--- The records Enclosed Below ---
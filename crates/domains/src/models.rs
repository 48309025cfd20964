//! # Domain Models
//!
//! Votes, the documents they target, and the users whose karma they move.
//! Identifiers are UUID v7 so that insertion order and id order agree.

use std::collections::{BTreeMap, BTreeSet};
use std::fmt;
use std::str::FromStr;

use chrono::{DateTime, Utc};
use serde::{Deserialize, Serialize};
use uuid::Uuid;

use crate::errors::VoteError;

pub type UserId = Uuid;
pub type DocumentId = Uuid;

/// Reaction name → whether the voter attached it.
pub type ExtendedVoteType = BTreeMap<String, bool>;

/// Collections whose documents can receive votes.
#[derive(Debug, Clone, Copy, PartialEq, Eq, Hash, PartialOrd, Ord, Serialize, Deserialize)]
pub enum CollectionName {
    Posts,
    Comments,
    Revisions,
    Tags,
}

impl CollectionName {
    pub const ALL: [CollectionName; 4] = [
        CollectionName::Posts,
        CollectionName::Comments,
        CollectionName::Revisions,
        CollectionName::Tags,
    ];

    pub fn as_str(&self) -> &'static str {
        match self {
            CollectionName::Posts => "Posts",
            CollectionName::Comments => "Comments",
            CollectionName::Revisions => "Revisions",
            CollectionName::Tags => "Tags",
        }
    }

    /// Votes on tags never move their author's karma.
    pub fn affects_karma(&self) -> bool {
        !matches!(self, CollectionName::Tags)
    }

    /// Lowercase prefix used in capability names (`posts.smallUpvote`).
    pub fn action_prefix(&self) -> &'static str {
        match self {
            CollectionName::Posts => "posts",
            CollectionName::Comments => "comments",
            CollectionName::Revisions => "revisions",
            CollectionName::Tags => "tags",
        }
    }
}

impl fmt::Display for CollectionName {
    fn fmt(&self, f: &mut fmt::Formatter<'_>) -> fmt::Result {
        f.write_str(self.as_str())
    }
}

impl FromStr for CollectionName {
    type Err = VoteError;

    fn from_str(s: &str) -> Result<Self, Self::Err> {
        CollectionName::ALL
            .into_iter()
            .find(|c| c.as_str() == s)
            .ok_or_else(|| VoteError::UnknownCollection(s.to_string()))
    }
}

/// The up/down component of a vote.
#[derive(Debug, Clone, Copy, PartialEq, Eq, Hash, PartialOrd, Ord, Serialize, Deserialize)]
#[serde(rename_all = "camelCase")]
pub enum VoteType {
    BigUpvote,
    SmallUpvote,
    Neutral,
    SmallDownvote,
    BigDownvote,
}

impl VoteType {
    pub const ALL: [VoteType; 5] = [
        VoteType::BigUpvote,
        VoteType::SmallUpvote,
        VoteType::Neutral,
        VoteType::SmallDownvote,
        VoteType::BigDownvote,
    ];

    pub fn as_str(&self) -> &'static str {
        match self {
            VoteType::BigUpvote => "bigUpvote",
            VoteType::SmallUpvote => "smallUpvote",
            VoteType::Neutral => "neutral",
            VoteType::SmallDownvote => "smallDownvote",
            VoteType::BigDownvote => "bigDownvote",
        }
    }

    pub fn is_strong(&self) -> bool {
        matches!(self, VoteType::BigUpvote | VoteType::BigDownvote)
    }

    pub fn is_down(&self) -> bool {
        matches!(self, VoteType::SmallDownvote | VoteType::BigDownvote)
    }

    /// Capability a user needs to cast this vote type on `collection`.
    ///
    /// Neutral votes carry no capability and yield `InvalidVoteTypeAction`.
    pub fn permission_action(&self, collection: CollectionName) -> Result<String, VoteError> {
        match self {
            VoteType::Neutral => Err(VoteError::InvalidVoteTypeAction(*self)),
            _ => Ok(format!("{}.{}", collection.action_prefix(), self.as_str())),
        }
    }
}

impl fmt::Display for VoteType {
    fn fmt(&self, f: &mut fmt::Formatter<'_>) -> fmt::Result {
        f.write_str(self.as_str())
    }
}

impl FromStr for VoteType {
    type Err = VoteError;

    fn from_str(s: &str) -> Result<Self, Self::Err> {
        VoteType::ALL
            .into_iter()
            .find(|v| v.as_str() == s)
            .ok_or_else(|| VoteError::InvalidVoteType(s.to_string()))
    }
}

/// An append-only vote record. Cancelling flips `cancelled` and writes a
/// paired unvote; rows are never deleted.
#[derive(Debug, Clone, PartialEq, Serialize, Deserialize)]
pub struct Vote {
    pub id: Uuid,
    pub collection_name: CollectionName,
    pub document_id: DocumentId,
    pub user_id: UserId,
    /// Author and coauthors of the document when the vote was cast.
    pub author_ids: Vec<UserId>,
    pub vote_type: VoteType,
    pub power: i64,
    pub extended_vote_type: Option<ExtendedVoteType>,
    pub voted_at: DateTime<Utc>,
    pub cancelled: bool,
    pub is_unvote: bool,
}

impl Vote {
    /// Self-votes are judged against the author snapshot, not the live document.
    pub fn is_self_vote(&self) -> bool {
        self.author_ids.contains(&self.user_id)
    }

    /// The compensating record written when this vote is cancelled.
    pub fn unvote(&self, at: DateTime<Utc>) -> Vote {
        Vote {
            id: Uuid::now_v7(),
            power: -self.power,
            voted_at: at,
            cancelled: true,
            is_unvote: true,
            ..self.clone()
        }
    }
}

/// Materialized aggregate of the live votes on a document.
#[derive(Debug, Clone, Default, PartialEq, Serialize, Deserialize)]
pub struct DocumentScores {
    pub base_score: i64,
    pub vote_count: i64,
    pub score: f64,
    /// Reaction name → number of live votes carrying it. Zero entries are absent.
    pub extended_score: BTreeMap<String, i64>,
}

/// Base-score thresholds whose first crossing is timestamped on posts.
pub const SCORE_MILESTONES: [i64; 6] = [2, 30, 45, 75, 125, 200];

/// First time a post reached each of [`SCORE_MILESTONES`]. Entries are never removed.
#[derive(Debug, Clone, Default, PartialEq, Serialize, Deserialize)]
pub struct ScoreMilestones(BTreeMap<i64, DateTime<Utc>>);

impl ScoreMilestones {
    pub fn exceeded_date(&self, threshold: i64) -> Option<DateTime<Utc>> {
        self.0.get(&threshold).copied()
    }

    /// Records the crossing unless it was already recorded. Returns whether it was new.
    pub fn mark(&mut self, threshold: i64, at: DateTime<Utc>) -> bool {
        if self.0.contains_key(&threshold) {
            return false;
        }
        self.0.insert(threshold, at);
        true
    }

    pub fn iter(&self) -> impl Iterator<Item = (i64, DateTime<Utc>)> + '_ {
        self.0.iter().map(|(t, at)| (*t, *at))
    }
}

#[derive(Debug, Clone, PartialEq, Serialize, Deserialize)]
pub struct PostDetails {
    pub posted_at: DateTime<Utc>,
    pub frontpage_date: Option<DateTime<Utc>>,
    pub curated_date: Option<DateTime<Utc>>,
    pub comment_count: u32,
    pub max_base_score: i64,
    pub milestones: ScoreMilestones,
    /// Set once the post is too old to be rescored.
    pub inactive: bool,
}

#[derive(Debug, Clone, PartialEq, Serialize, Deserialize)]
pub struct CommentDetails {
    pub post_id: Option<DocumentId>,
    pub posted_at: DateTime<Utc>,
    /// Replies in a debate may only be voted on by the debate participants.
    pub debate_response: bool,
    pub inactive: bool,
}

#[derive(Debug, Clone, PartialEq, Serialize, Deserialize)]
pub struct RevisionDetails {
    /// Collection of the document this is a revision of.
    pub collection_name: CollectionName,
    pub document_id: DocumentId,
}

/// Collection-specific part of a voteable document.
#[derive(Debug, Clone, PartialEq, Serialize, Deserialize)]
pub enum DocumentKind {
    Post(PostDetails),
    Comment(CommentDetails),
    Revision(RevisionDetails),
    Tag,
}

/// A document that votes can target.
#[derive(Debug, Clone, PartialEq, Serialize, Deserialize)]
pub struct VoteableDocument {
    pub id: DocumentId,
    pub user_id: UserId,
    pub coauthor_user_ids: Vec<UserId>,
    pub scores: DocumentScores,
    pub kind: DocumentKind,
}

impl VoteableDocument {
    pub fn collection(&self) -> CollectionName {
        match self.kind {
            DocumentKind::Post(_) => CollectionName::Posts,
            DocumentKind::Comment(_) => CollectionName::Comments,
            DocumentKind::Revision(_) => CollectionName::Revisions,
            DocumentKind::Tag => CollectionName::Tags,
        }
    }

    /// Primary author first, then coauthors, without duplicates.
    pub fn author_ids(&self) -> Vec<UserId> {
        let mut ids = vec![self.user_id];
        for id in &self.coauthor_user_ids {
            if !ids.contains(id) {
                ids.push(*id);
            }
        }
        ids
    }

    /// Undated documents (tags, revisions) are ranked by raw base score.
    pub fn posted_at(&self) -> Option<DateTime<Utc>> {
        match &self.kind {
            DocumentKind::Post(p) => Some(p.posted_at),
            DocumentKind::Comment(c) => Some(c.posted_at),
            DocumentKind::Revision(_) | DocumentKind::Tag => None,
        }
    }

    pub fn has_frontpage_date(&self) -> bool {
        matches!(&self.kind, DocumentKind::Post(p) if p.frontpage_date.is_some())
    }

    pub fn has_curated_date(&self) -> bool {
        matches!(&self.kind, DocumentKind::Post(p) if p.curated_date.is_some())
    }

    pub fn is_inactive(&self) -> bool {
        match &self.kind {
            DocumentKind::Post(p) => p.inactive,
            DocumentKind::Comment(c) => c.inactive,
            DocumentKind::Revision(_) | DocumentKind::Tag => false,
        }
    }

    pub fn as_post(&self) -> Option<&PostDetails> {
        match &self.kind {
            DocumentKind::Post(p) => Some(p),
            _ => None,
        }
    }

    pub fn as_comment(&self) -> Option<&CommentDetails> {
        match &self.kind {
            DocumentKind::Comment(c) => Some(c),
            _ => None,
        }
    }
}

/// Per-vote-type counters kept on users, once for votes cast and once for votes received.
#[derive(Debug, Clone, Copy, Default, PartialEq, Eq, Serialize, Deserialize)]
#[serde(default)]
pub struct VoteTally {
    pub total: i64,
    pub small_upvote: i64,
    pub big_upvote: i64,
    pub small_downvote: i64,
    pub big_downvote: i64,
}

impl VoteTally {
    pub fn get(&self, vote_type: VoteType) -> i64 {
        match vote_type {
            VoteType::SmallUpvote => self.small_upvote,
            VoteType::BigUpvote => self.big_upvote,
            VoteType::SmallDownvote => self.small_downvote,
            VoteType::BigDownvote => self.big_downvote,
            VoteType::Neutral => 0,
        }
    }

    /// Neutral votes are not counted.
    pub fn adjust(&mut self, vote_type: VoteType, amount: i64) {
        let slot = match vote_type {
            VoteType::SmallUpvote => &mut self.small_upvote,
            VoteType::BigUpvote => &mut self.big_upvote,
            VoteType::SmallDownvote => &mut self.small_downvote,
            VoteType::BigDownvote => &mut self.big_downvote,
            VoteType::Neutral => return,
        };
        *slot += amount;
        self.total += amount;
    }
}

#[derive(Debug, Clone, PartialEq, Serialize, Deserialize)]
pub struct User {
    pub id: UserId,
    pub karma: i64,
    pub groups: BTreeSet<String>,
    pub votes_cast: VoteTally,
    pub votes_received: VoteTally,
    pub banned: bool,
    pub is_admin: bool,
}

impl User {
    pub fn new(id: UserId, karma: i64) -> Self {
        Self {
            id,
            karma,
            groups: BTreeSet::new(),
            votes_cast: VoteTally::default(),
            votes_received: VoteTally::default(),
            banned: false,
            is_admin: false,
        }
    }
}

/// Which side of a vote a counter adjustment applies to.
#[derive(Debug, Clone, Copy, PartialEq, Eq, Serialize, Deserialize)]
pub enum CounterDirection {
    Cast,
    Received,
}

/// Result of a batch karma update for one user.
#[derive(Debug, Clone, PartialEq, Serialize, Deserialize)]
pub struct KarmaChange {
    pub user_id: UserId,
    pub old_karma: i64,
    pub new_karma: i64,
    pub groups: BTreeSet<String>,
}

#[derive(Debug, Clone, Copy, PartialEq, Eq, Hash, Serialize, Deserialize)]
#[serde(rename_all = "camelCase")]
pub enum ModeratorActionType {
    VotingPatternWarningDelivered,
    PotentialTargetedDownvoting,
}

impl ModeratorActionType {
    pub fn as_str(&self) -> &'static str {
        match self {
            ModeratorActionType::VotingPatternWarningDelivered => "votingPatternWarningDelivered",
            ModeratorActionType::PotentialTargetedDownvoting => "potentialTargetedDownvoting",
        }
    }
}

impl fmt::Display for ModeratorActionType {
    fn fmt(&self, f: &mut fmt::Formatter<'_>) -> fmt::Result {
        f.write_str(self.as_str())
    }
}

/// Audit record of a rate-limit consequence applied to a user.
#[derive(Debug, Clone, PartialEq, Serialize, Deserialize)]
pub struct ModeratorActionRecord {
    pub id: Uuid,
    pub user_id: UserId,
    pub action_type: ModeratorActionType,
    pub created_at: DateTime<Utc>,
}

/// Caller-visible result of a vote.
#[derive(Debug, Clone, PartialEq, Serialize, Deserialize)]
#[serde(rename_all = "camelCase")]
pub struct VoteOutcome {
    pub base_score: i64,
    pub vote_count: i64,
    pub vote_type: VoteType,
    pub show_voting_pattern_warning: bool,
}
--- End of Enclosed The records ---
What the task asks:
In the listing above, locate the line with "pub fn is_strong(&self)" and the line with "Neutral votes carry", then extract exactly those lines and every line between them, and nothing more.

Output for this exercise:
    pub fn is_strong(&self) -> bool {
        matches!(self, VoteType::BigUpvote | VoteType::BigDownvote)
    }

    pub fn is_down(&self) -> bool {
        matches!(self, VoteType::SmallDownvote | VoteType::BigDownvote)
    }

    /// Capability a user needs to cast this vote type on `collection`.
    ///
    /// Neutral votes carry no capability and yield `InvalidVoteTypeAction`.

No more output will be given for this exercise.